WHAT THE EXERCISE ASKS:
Return every record below exactly as given.

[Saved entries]
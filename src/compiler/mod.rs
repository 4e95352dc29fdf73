/*!
  The compiler for the machine's line-numbered source language. See `compile.rs` for the
  pipeline.
*/

mod compile;
mod error;
mod expression;
mod optimize;
mod parser;

pub use compile::{compile, BranchTarget, Compilation, Compiler, Patch, MAX_PROGRAM_SIZE};
pub use error::{CompileError, ExpressionError};
pub use expression::{evaluate, postfix_string, to_postfix, tokenize, Operator, Token};
pub use optimize::{optimize, optimize_preserving};
pub use parser::{parse, parse_line, Command, Comparator, Operand, Rhs, SourceLine, Statement};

ANSWER AREA:
filename src/compiler/mod.rs
repository 4e95352dc29fdf73
/*!
  The compiler for the machine's line-numbered source language. See `compile.rs` for the
  pipeline.
*/

mod compile;
mod error;
mod expression;
mod optimize;
mod parser;

pub use compile::{compile, BranchTarget, Compilation, Compiler, Patch, MAX_PROGRAM_SIZE};
pub use error::{CompileError, ExpressionError};
pub use expression::{evaluate, postfix_string, to_postfix, tokenize, Operator, Token};
pub use optimize::{optimize, optimize_preserving};
pub use parser::{parse, parse_line, Command, Comparator, Operand, Rhs, SourceLine, Statement};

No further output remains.